Editor’s Note: The following piece is a reflection from Georgetown Professor David Koplow on the space law panel he moderated at our International Law Symposium on March 9, 2019.
The panel on “The Future of Planetary Defense and International Law” addressed the provocative legal, scientific, and policy questions regarding what should be done if it is discovered that a large asteroid is on a collision course with Earth?
This problem is significant because: a) we know that asteroids do strike the planet all the time, although most of them are too small to notice or care about; and b) an impact by a large asteroid could, depending upon its size, composition, and other factors, cause devastation on a local, regional, or even global scale.
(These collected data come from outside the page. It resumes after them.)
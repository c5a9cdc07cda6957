//! Experiment file types.
//!
//! An experiment file names the variations under test, their Beta priors,
//! and any trial batches already observed. JSON and TOML are both accepted;
//! the format is picked from the file extension.

use std::path::Path;

use serde::{Deserialize, Serialize};
use tb_common::{DEFAULT_SAMPLE_COUNT, DEFAULT_THOMPSON_ROUNDS};

use crate::validate::ValidationError;

/// Complete experiment configuration.
#[derive(Debug, Clone, PartialEq, Serialize, Deserialize)]
pub struct ExperimentConfig {
    pub schema_version: String,

    #[serde(default)]
    pub description: Option<String>,

    /// Monte Carlo rounds used for the winner estimate.
    #[serde(default = "default_sample_count")]
    pub sample_count: usize,

    /// Rounds per Thompson selection; 1 is the textbook algorithm.
    #[serde(default = "default_thompson_rounds")]
    pub thompson_rounds: usize,

    /// Seed for reproducible sampling; entropy-seeded when absent.
    #[serde(default)]
    pub seed: Option<u64>,

    /// Value-at-risk threshold applied to variations without their own.
    #[serde(default)]
    pub value_at_risk: Option<f64>,

    pub variations: Vec<VariationConfig>,
}

/// One variation under test.
#[derive(Debug, Clone, PartialEq, Serialize, Deserialize)]
pub struct VariationConfig {
    pub name: String,

    #[serde(default)]
    pub prior: PriorConfig,

    #[serde(default)]
    pub value_at_risk: Option<f64>,

    #[serde(default)]
    pub trials: Vec<TrialBatch>,
}

/// Beta prior: Beta(alpha, beta).
#[derive(Debug, Clone, Copy, PartialEq, Serialize, Deserialize)]
pub struct PriorConfig {
    pub alpha: f64,
    pub beta: f64,
}

/// An observed batch of trials.
#[derive(Debug, Clone, Copy, PartialEq, Eq, Serialize, Deserialize)]
pub struct TrialBatch {
    pub successes: u64,
    pub trials: u64,
}

fn default_sample_count() -> usize {
    DEFAULT_SAMPLE_COUNT
}

fn default_thompson_rounds() -> usize {
    DEFAULT_THOMPSON_ROUNDS
}

impl Default for PriorConfig {
    fn default() -> Self {
        Self {
            alpha: 1.0,
            beta: 1.0,
        }
    }
}

impl VariationConfig {
    /// Threshold for this variation, falling back to the experiment default.
    pub fn effective_value_at_risk(&self, default: Option<f64>) -> Option<f64> {
        self.value_at_risk.or(default)
    }

    /// Summed (successes, trials) across all batches; None on overflow.
    pub fn totals(&self) -> Option<(u64, u64)> {
        self.trials.iter().try_fold((0u64, 0u64), |(s, t), batch| {
            Some((s.checked_add(batch.successes)?, t.checked_add(batch.trials)?))
        })
    }
}

impl ExperimentConfig {
    /// Load an experiment file; `.toml` files are parsed as TOML, anything
    /// else as JSON.
    pub fn from_file(path: &Path) -> Result<Self, ValidationError> {
        let content = std::fs::read_to_string(path).map_err(|e| {
            ValidationError::IoError(format!("Failed to read {}: {}", path.display(), e))
        })?;

        match path.extension().and_then(|ext| ext.to_str()) {
            Some("toml") => Self::from_toml_str(&content),
            _ => Self::from_json_str(&content),
        }
    }

    /// Parse an experiment from a JSON string.
    pub fn from_json_str(json: &str) -> Result<Self, ValidationError> {
        serde_json::from_str(json)
            .map_err(|e| ValidationError::ParseError(format!("Invalid JSON: {}", e)))
    }

    /// Parse an experiment from a TOML string.
    pub fn from_toml_str(text: &str) -> Result<Self, ValidationError> {
        toml::from_str(text)
            .map_err(|e| ValidationError::ParseError(format!("Invalid TOML: {}", e)))
    }

    /// The three-variation walk-through used when no file is configured.
    pub fn builtin_demo() -> Self {
        let variation = |name: &str, successes: u64| VariationConfig {
            name: name.to_string(),
            prior: PriorConfig::default(),
            value_at_risk: None,
            trials: vec![TrialBatch {
                successes,
                trials: 10,
            }],
        };

        Self {
            schema_version: crate::CONFIG_SCHEMA_VERSION.to_string(),
            description: Some("Three variations, B converting best".to_string()),
            sample_count: DEFAULT_SAMPLE_COUNT,
            thompson_rounds: DEFAULT_THOMPSON_ROUNDS,
            seed: None,
            value_at_risk: Some(0.58),
            variations: vec![
                variation("Variation A", 5),
                variation("Variation B", 6),
                variation("Variation C", 4),
            ],
        }
    }
}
At the moment, there is no known such threat on the horizon, but astronomers acknowledge that they are currently unable to detect, identify, and track a large number of potentially hazardous objects. Even more worrisome, humans have no tested, reliable, in-place capability for promptly and effectively responding to such a danger, especially if it were detected with little advance warning time.
In response, NASA and its counterpart space agencies in other countries have undertaken efforts to survey the population of near-Earth objects and to develop techniques that could be employed to deflect a dangerous intruder. Sophisticated experiments are underway or planned to study the nature and characteristics of asteroids and to explore mechanisms for altering their trajectories – but these are far from completion.
Although the subject of planetary defense lies overwhelmingly within the realm of science and technology, there are interesting and important legal aspects, too, and the panel addressed two of special note.
The first legal conundrum arises from the possibility that one conceivable technique for attempting to alter the trajectory of an oncoming asteroid would be to employ the vast power of a nuclear explosion on, inside, or near it. Indeed, if the warning time were short, that may prove to be the only effective deflection technique. However, key provisions in some important, long-standing, and widely-adhered-to treaties stand in the way. These instruments were crafted with problems vastly different from planetary defense in mind – they were designed to pre-empt a nuclear arms race in space, and they have proven remarkably successful in foreclosing what could otherwise have developed into a dangerous and destabilizing exoatmospheric competition. The difficulty in reconciling these very distinct types of objectives – dodging an oncoming asteroid and foreclosing additional military applications in space – may prove to be a severe international challenge.
A second principal legal issue arises from the possibility that an attempt to divert an asteroid might, unfortunately, prove to be only “partially” successful. Suppose that the human intervention was unable to maneuver the asteroid sufficiently to make it miss Earth altogether, but did serve to alter its trajectory somewhat, so that it impacted Country X, instead of Country Y, where it would have struck if nothing had been done. Under applicable treaties, a country has “absolute” liability for damage caused on the surface of the Earth by its activities in space. That legal standard could result in an enormous exposure – the state(s) that in good faith exercised their best efforts to try to save the planet from an impact might incur an enormous financial responsibility for all the harm suffered by Country Y.
The most promising route considered by the panel for addressing both these legal issues is to exercise the powers of the United Nations Security Council. Under Chapter VII of the U.N. Charter, the Security Council holds a unique law-making ability, and possesses the authority to supersede the provisions of other treaties. If prompted by a genuine emergency, the Security Council could therefore authorize states to exert their best efforts for planetary defense, notwithstanding the provisions of the arms control treaties and it could likewise modify the usual liability standards. Of course, it will not be easy or automatic to draft suitable provisions that would deftly address the dangers and the costs without unleashing an unwanted arms competition and without leaving Country Y to fend for itself in response to a catastrophe.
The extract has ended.